WORK ORDER>
Using the records below, write out the line with "pub struct HealthResponse" and each line after it through the final one, exactly, and only those.

DATA FOR ANALYSIS>
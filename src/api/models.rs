use serde::{Deserialize, Serialize};

use crate::unsplash::PhotoResult;

#[derive(Debug, Deserialize)]
pub struct SearchRequest {
    #[serde(default)]
    pub query: String,
}

#[derive(Debug, Serialize)]
pub struct SearchResponse {
    pub results: Vec<PhotoResult>,
}

#[derive(Debug, Deserialize)]
pub struct TrackRequest {
    #[serde(default)]
    pub download_location: Option<String>,
}

#[derive(Debug, Serialize)]
pub struct TrackResponse {
    pub status: &'static str,
}

#[derive(Debug, Serialize)]
pub struct HealthResponse {
    pub status: &'static str,
    pub message: &'static str,
    pub version: &'static str,
}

SOLUTION FOR THIS EXERCISE>
pub struct HealthResponse {
    pub status: &'static str,
    pub message: &'static str,
    pub version: &'static str,
}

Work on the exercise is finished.